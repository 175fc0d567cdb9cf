//! Schedule surcharge calculation.
//!
//! Produces a single multiplier starting at 1.0 with additive percentage
//! components for weekend, holiday, evening, and weekday peak-commute moves.
//! Everything here degrades gracefully: a missing move date yields 1.0 and a
//! malformed time string simply skips the evening check.

use chrono::{Datelike, NaiveDateTime, Timelike, Weekday};
use rust_decimal::Decimal;

use crate::config::RateTable;

use super::holiday_calendar::HolidayCalendar;

/// Moves at or after this hour attract the evening surcharge.
pub const EVENING_START_HOUR: u32 = 18;

/// Calculates the schedule surcharge multiplier for a move.
///
/// Starts at 1.0 and adds, in percentage terms:
/// - the weekend surcharge when the date is a Saturday or Sunday
/// - the holiday surcharge when the calendar reports a public holiday
/// - the evening surcharge when the move time is 18:00 or later; the time
///   comes from `move_time` when present (best-effort parse, malformed
///   strings are ignored), otherwise from the hour of `move_date`
/// - the peak-commute surcharge on weekdays between 07:00-09:00 or
///   16:00-19:00, always from the hour of `move_date`
///
/// A `None` move date means no schedule information, so the multiplier is
/// exactly 1.0. The components are additive here and applied once by the
/// aggregator; they never compound with the urgency premium.
///
/// # Example
///
/// ```
/// use quote_engine::calculation::{schedule_multiplier, UkBankHolidayCalendar};
/// use quote_engine::config::RateTable;
/// use chrono::NaiveDateTime;
/// use rust_decimal::Decimal;
///
/// let rates = RateTable::default();
/// // 2026-01-17 is a Saturday
/// let saturday = NaiveDateTime::parse_from_str("2026-01-17 12:00:00", "%Y-%m-%d %H:%M:%S").unwrap();
/// let multiplier = schedule_multiplier(Some(saturday), None, &rates, &UkBankHolidayCalendar);
/// assert_eq!(multiplier, Decimal::ONE + rates.weekend_surcharge);
/// ```
pub fn schedule_multiplier(
    move_date: Option<NaiveDateTime>,
    move_time: Option<&str>,
    rates: &RateTable,
    calendar: &dyn HolidayCalendar,
) -> Decimal {
    let Some(datetime) = move_date else {
        return Decimal::ONE;
    };

    let mut multiplier = Decimal::ONE;
    let weekday = datetime.weekday();

    if weekday == Weekday::Sat || weekday == Weekday::Sun {
        multiplier += rates.weekend_surcharge;
    }

    if calendar.is_holiday(datetime.date()) {
        multiplier += rates.holiday_surcharge;
    }

    // Evening check: an explicit time string takes precedence over the hour
    // component of the date. A string that fails to parse skips the check
    // entirely rather than falling back.
    match move_time {
        Some(time) => {
            if let Some(hour) = parse_time_hour(time) {
                if hour >= EVENING_START_HOUR {
                    multiplier += rates.evening_surcharge;
                }
            }
        }
        None => {
            if datetime.hour() >= EVENING_START_HOUR {
                multiplier += rates.evening_surcharge;
            }
        }
    }

    // Peak commute windows use the date's hour regardless of any time string
    let is_weekday = !matches!(weekday, Weekday::Sat | Weekday::Sun);
    if is_weekday {
        let hour = datetime.hour();
        if (7..9).contains(&hour) || (16..19).contains(&hour) {
            multiplier += rates.peak_time_surcharge;
        }
    }

    multiplier
}

/// Parses an "H:MMam/pm"-style time string into a 24-hour clock hour.
///
/// Accepts forms like `"18:30"`, `"6:30pm"`, and `"6:30 PM"`. The minutes
/// must be two digits under 60 and the colon is required; anything else
/// returns `None` so the caller can skip the evening surcharge.
fn parse_time_hour(time: &str) -> Option<u32> {
    let lower = time.trim().to_ascii_lowercase();

    let (clock, meridiem) = if let Some(rest) = lower.strip_suffix("pm") {
        (rest.trim_end(), Some(true))
    } else if let Some(rest) = lower.strip_suffix("am") {
        (rest.trim_end(), Some(false))
    } else {
        (lower.as_str(), None)
    };

    let (hour_part, minute_part) = clock.split_once(':')?;
    let hour: u32 = hour_part.trim().parse().ok()?;

    if minute_part.len() != 2 || !minute_part.bytes().all(|b| b.is_ascii_digit()) {
        return None;
    }
    let minutes: u32 = minute_part.parse().ok()?;
    if minutes >= 60 {
        return None;
    }

    let hour = match meridiem {
        Some(true) if hour < 12 => hour + 12,
        Some(false) if hour == 12 => 0,
        _ => hour,
    };

    Some(hour)
}

#[cfg(test)]
mod tests {
    use super::*;
    use crate::calculation::holiday_calendar::UkBankHolidayCalendar;
    use std::str::FromStr;

    fn dec(s: &str) -> Decimal {
        Decimal::from_str(s).unwrap()
    }

    fn datetime(date: &str, time: &str) -> NaiveDateTime {
        NaiveDateTime::parse_from_str(&format!("{} {}", date, time), "%Y-%m-%d %H:%M:%S").unwrap()
    }

    fn multiplier_for(date: Option<NaiveDateTime>, time: Option<&str>) -> Decimal {
        schedule_multiplier(date, time, &RateTable::default(), &UkBankHolidayCalendar)
    }

    #[test]
    fn test_no_date_means_no_surcharge() {
        assert_eq!(multiplier_for(None, None), Decimal::ONE);
        assert_eq!(multiplier_for(None, Some("6:30pm")), Decimal::ONE);
    }

    #[test]
    fn test_quiet_weekday_midday_has_no_surcharge() {
        // 2026-01-13 is a Tuesday
        let dt = datetime("2026-01-13", "12:00:00");
        assert_eq!(multiplier_for(Some(dt), None), Decimal::ONE);
    }

    #[test]
    fn test_saturday_adds_weekend_surcharge() {
        // 2026-01-17 is a Saturday
        let dt = datetime("2026-01-17", "12:00:00");
        assert_eq!(multiplier_for(Some(dt), None), dec("1.12"));
    }

    #[test]
    fn test_sunday_adds_weekend_surcharge() {
        // 2026-01-18 is a Sunday
        let dt = datetime("2026-01-18", "12:00:00");
        assert_eq!(multiplier_for(Some(dt), None), dec("1.12"));
    }

    #[test]
    fn test_holiday_adds_holiday_surcharge() {
        // 2026-12-25 is a Friday; midday, so the only surcharge is holiday
        let dt = datetime("2026-12-25", "12:00:00");
        assert_eq!(multiplier_for(Some(dt), None), dec("1.20"));
    }

    #[test]
    fn test_weekend_holiday_stack_additively() {
        // 2026-12-26 (Boxing Day) is a Saturday: weekend 12% + holiday 20%
        let dt = datetime("2026-12-26", "12:00:00");
        assert_eq!(multiplier_for(Some(dt), None), dec("1.32"));
    }

    #[test]
    fn test_evening_from_date_hour() {
        // Tuesday 19:30: hour 19 is past the 16-19 commute window, evening only
        let dt = datetime("2026-01-13", "19:30:00");
        assert_eq!(multiplier_for(Some(dt), None), dec("1.10"));
    }

    #[test]
    fn test_evening_from_time_string() {
        let dt = datetime("2026-01-13", "12:00:00");
        assert_eq!(multiplier_for(Some(dt), Some("6:30pm")), dec("1.10"));
        assert_eq!(multiplier_for(Some(dt), Some("18:00")), dec("1.10"));
    }

    #[test]
    fn test_morning_time_string_no_evening_surcharge() {
        let dt = datetime("2026-01-13", "12:00:00");
        assert_eq!(multiplier_for(Some(dt), Some("9:30am")), Decimal::ONE);
    }

    #[test]
    fn test_malformed_time_string_is_skipped() {
        let dt = datetime("2026-01-13", "12:00:00");
        // With a present-but-unparseable string the evening check is skipped,
        // not delegated back to the date hour
        assert_eq!(multiplier_for(Some(dt), Some("evening")), Decimal::ONE);
        assert_eq!(multiplier_for(Some(dt), Some("6pm")), Decimal::ONE);
        assert_eq!(multiplier_for(Some(dt), Some("18:7")), Decimal::ONE);
    }

    #[test]
    fn test_malformed_time_string_does_not_mask_date_evening() {
        // The date says 19:00 but the unparseable string wins and skips it
        let dt = datetime("2026-01-14", "19:30:00");
        assert_eq!(multiplier_for(Some(dt), Some("later")), Decimal::ONE);
    }

    #[test]
    fn test_morning_commute_window() {
        // Wednesday 08:00 is inside 07:00-09:00
        let dt = datetime("2026-01-14", "08:00:00");
        assert_eq!(multiplier_for(Some(dt), None), dec("1.15"));
        // 09:00 is outside
        let dt = datetime("2026-01-14", "09:00:00");
        assert_eq!(multiplier_for(Some(dt), None), Decimal::ONE);
    }

    #[test]
    fn test_afternoon_commute_window() {
        // Friday 17:00 is inside 16:00-19:00
        let dt = datetime("2026-01-16", "17:00:00");
        assert_eq!(multiplier_for(Some(dt), None), dec("1.15"));
    }

    #[test]
    fn test_evening_and_commute_stack() {
        // Thursday 18:30: evening (>= 18) and inside the 16-19 window
        let dt = datetime("2026-01-15", "18:30:00");
        assert_eq!(multiplier_for(Some(dt), None), dec("1.25"));
    }

    #[test]
    fn test_weekend_has_no_commute_surcharge() {
        // Saturday 08:00: weekend yes, commute window no
        let dt = datetime("2026-01-17", "08:00:00");
        assert_eq!(multiplier_for(Some(dt), None), dec("1.12"));
    }

    #[test]
    fn test_parse_time_hour_formats() {
        assert_eq!(parse_time_hour("18:30"), Some(18));
        assert_eq!(parse_time_hour("6:30pm"), Some(18));
        assert_eq!(parse_time_hour("6:30 PM"), Some(18));
        assert_eq!(parse_time_hour("12:00am"), Some(0));
        assert_eq!(parse_time_hour("12:15pm"), Some(12));
        assert_eq!(parse_time_hour("7:05am"), Some(7));
    }

    #[test]
    fn test_parse_time_hour_rejects_malformed() {
        assert_eq!(parse_time_hour("6pm"), None);
        assert_eq!(parse_time_hour("18:7"), None);
        assert_eq!(parse_time_hour("18:60"), None);
        assert_eq!(parse_time_hour("noon"), None);
        assert_eq!(parse_time_hour(""), None);
    }
}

*Aim of the task*. Copy out only the lines of the records above from the one with "use crate::calculation::holiday_calendar::UkBankHolidayCalendar;" through the one with "Option<NaiveDateTime>, time: Option<&str>)", exactly as they stand, both included.

*Written solution*.
    use crate::calculation::holiday_calendar::UkBankHolidayCalendar;
    use std::str::FromStr;

    fn dec(s: &str) -> Decimal {
        Decimal::from_str(s).unwrap()
    }

    fn datetime(date: &str, time: &str) -> NaiveDateTime {
        NaiveDateTime::parse_from_str(&format!("{} {}", date, time), "%Y-%m-%d %H:%M:%S").unwrap()
    }

    fn multiplier_for(date: Option<NaiveDateTime>, time: Option<&str>) -> Decimal {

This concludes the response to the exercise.